*** RAW DATA ***

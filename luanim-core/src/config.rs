//! Engine configuration.

use std::time::Duration;

use serde::{Deserialize, Serialize};

use crate::error::{Error, Result};
use crate::scene::DEFAULT_EXTENT;
use crate::scheduler::StallPolicy;

/// Settings for an [`Engine`](crate::Engine).
///
/// Every field has a default, so a JSON document only needs the keys it
/// wants to change:
///
/// ```rust
/// use luanim_core::EngineConfig;
///
/// let config = EngineConfig::from_json_str(r#"{ "frame_rate": 30.0 }"#).unwrap();
/// assert_eq!(config.frame_rate, 30.0);
/// assert_eq!(config.width, 512);
/// ```
#[derive(Debug, Clone, PartialEq, Serialize, Deserialize)]
#[serde(default)]
pub struct EngineConfig {
    /// Canvas width in pixels (default: 512).
    pub width: u32,
    /// Canvas height in pixels (default: 512).
    pub height: u32,
    /// Virtual frames per second (default: 60).
    pub frame_rate: f64,
    /// Logical half-width of the canvas (default: 256).
    pub extent: f32,
    /// Wall-clock budget for one task poll, in milliseconds (default: 50).
    pub stall_budget_ms: u64,
    /// Maximum task polls per tick (default: 10000).
    pub max_polls_per_tick: usize,
    /// Fail the tick on a stall instead of only logging it.
    pub strict_stalls: bool,
}

impl Default for EngineConfig {
    fn default() -> Self {
        Self {
            width: 512,
            height: 512,
            frame_rate: 60.0,
            extent: DEFAULT_EXTENT,
            stall_budget_ms: 50,
            max_polls_per_tick: 10_000,
            strict_stalls: false,
        }
    }
}

impl EngineConfig {
    /// Parse and validate a JSON configuration.
    pub fn from_json_str(json: &str) -> Result<Self> {
        let config: Self = serde_json::from_str(json).map_err(|e| Error::Config(e.to_string()))?;
        config.validate()?;
        Ok(config)
    }

    pub fn validate(&self) -> Result<()> {
        if self.width == 0 || self.height == 0 {
            return Err(Error::Config(format!(
                "canvas size must be positive, got {}x{}",
                self.width, self.height
            )));
        }
        if !(self.frame_rate.is_finite() && self.frame_rate > 0.0) {
            return Err(Error::Config(format!(
                "frame rate must be positive, got {}",
                self.frame_rate
            )));
        }
        if !(self.extent.is_finite() && self.extent > 0.0) {
            return Err(Error::Config(format!(
                "extent must be positive, got {}",
                self.extent
            )));
        }
        if self.max_polls_per_tick == 0 {
            return Err(Error::Config("max_polls_per_tick must be positive".into()));
        }
        Ok(())
    }

    /// Virtual seconds per frame.
    pub fn frame_duration(&self) -> f64 {
        1.0 / self.frame_rate
    }

    pub fn stall_policy(&self) -> StallPolicy {
        StallPolicy {
            poll_budget: Duration::from_millis(self.stall_budget_ms),
            max_polls_per_tick: self.max_polls_per_tick,
            strict: self.strict_stalls,
        }
    }
}

#[cfg(test)]
mod tests {
    use super::*;

    #[test]
    fn defaults_are_valid() {
        let config = EngineConfig::default();
        config.validate().unwrap();
        assert_eq!(config.extent, 256.0);
    }

    #[test]
    fn partial_json_keeps_defaults() {
        let config =
            EngineConfig::from_json_str(r#"{ "width": 1024, "strict_stalls": true }"#).unwrap();
        assert_eq!(config.width, 1024);
        assert_eq!(config.height, 512);
        assert!(config.stall_policy().strict);
    }

    #[test]
    fn invalid_values_are_rejected() {
        assert!(matches!(
            EngineConfig::from_json_str(r#"{ "frame_rate": 0.0 }"#),
            Err(Error::Config(_))
        ));
        assert!(matches!(
            EngineConfig::from_json_str(r#"{ "height": 0 }"#),
            Err(Error::Config(_))
        ));
        assert!(matches!(
            EngineConfig::from_json_str("not json"),
            Err(Error::Config(_))
        ));
    }
}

***

Transcribe each line above exactly; skip none.

> ANSWER TO THIS EXERCISE:
filename luanim-core/src/config.rs
//! Engine configuration.

use std::time::Duration;

use serde::{Deserialize, Serialize};

use crate::error::{Error, Result};
use crate::scene::DEFAULT_EXTENT;
use crate::scheduler::StallPolicy;

/// Settings for an [`Engine`](crate::Engine).
///
/// Every field has a default, so a JSON document only needs the keys it
/// wants to change:
///
/// ```rust
/// use luanim_core::EngineConfig;
///
/// let config = EngineConfig::from_json_str(r#"{ "frame_rate": 30.0 }"#).unwrap();
/// assert_eq!(config.frame_rate, 30.0);
/// assert_eq!(config.width, 512);
/// ```
#[derive(Debug, Clone, PartialEq, Serialize, Deserialize)]
#[serde(default)]
pub struct EngineConfig {
    /// Canvas width in pixels (default: 512).
    pub width: u32,
    /// Canvas height in pixels (default: 512).
    pub height: u32,
    /// Virtual frames per second (default: 60).
    pub frame_rate: f64,
    /// Logical half-width of the canvas (default: 256).
    pub extent: f32,
    /// Wall-clock budget for one task poll, in milliseconds (default: 50).
    pub stall_budget_ms: u64,
    /// Maximum task polls per tick (default: 10000).
    pub max_polls_per_tick: usize,
    /// Fail the tick on a stall instead of only logging it.
    pub strict_stalls: bool,
}

impl Default for EngineConfig {
    fn default() -> Self {
        Self {
            width: 512,
            height: 512,
            frame_rate: 60.0,
            extent: DEFAULT_EXTENT,
            stall_budget_ms: 50,
            max_polls_per_tick: 10_000,
            strict_stalls: false,
        }
    }
}

impl EngineConfig {
    /// Parse and validate a JSON configuration.
    pub fn from_json_str(json: &str) -> Result<Self> {
        let config: Self = serde_json::from_str(json).map_err(|e| Error::Config(e.to_string()))?;
        config.validate()?;
        Ok(config)
    }

    pub fn validate(&self) -> Result<()> {
        if self.width == 0 || self.height == 0 {
            return Err(Error::Config(format!(
                "canvas size must be positive, got {}x{}",
                self.width, self.height
            )));
        }
        if !(self.frame_rate.is_finite() && self.frame_rate > 0.0) {
            return Err(Error::Config(format!(
                "frame rate must be positive, got {}",
                self.frame_rate
            )));
        }
        if !(self.extent.is_finite() && self.extent > 0.0) {
            return Err(Error::Config(format!(
                "extent must be positive, got {}",
                self.extent
            )));
        }
        if self.max_polls_per_tick == 0 {
            return Err(Error::Config("max_polls_per_tick must be positive".into()));
        }
        Ok(())
    }

    /// Virtual seconds per frame.
    pub fn frame_duration(&self) -> f64 {
        1.0 / self.frame_rate
    }

    pub fn stall_policy(&self) -> StallPolicy {
        StallPolicy {
            poll_budget: Duration::from_millis(self.stall_budget_ms),
            max_polls_per_tick: self.max_polls_per_tick,
            strict: self.strict_stalls,
        }
    }
}

#[cfg(test)]
mod tests {
    use super::*;

    #[test]
    fn defaults_are_valid() {
        let config = EngineConfig::default();
        config.validate().unwrap();
        assert_eq!(config.extent, 256.0);
    }

    #[test]
    fn partial_json_keeps_defaults() {
        let config =
            EngineConfig::from_json_str(r#"{ "width": 1024, "strict_stalls": true }"#).unwrap();
        assert_eq!(config.width, 1024);
        assert_eq!(config.height, 512);
        assert!(config.stall_policy().strict);
    }

    #[test]
    fn invalid_values_are_rejected() {
        assert!(matches!(
            EngineConfig::from_json_str(r#"{ "frame_rate": 0.0 }"#),
            Err(Error::Config(_))
        ));
        assert!(matches!(
            EngineConfig::from_json_str(r#"{ "height": 0 }"#),
            Err(Error::Config(_))
        ));
        assert!(matches!(
            EngineConfig::from_json_str("not json"),
            Err(Error::Config(_))
        ));
    }
}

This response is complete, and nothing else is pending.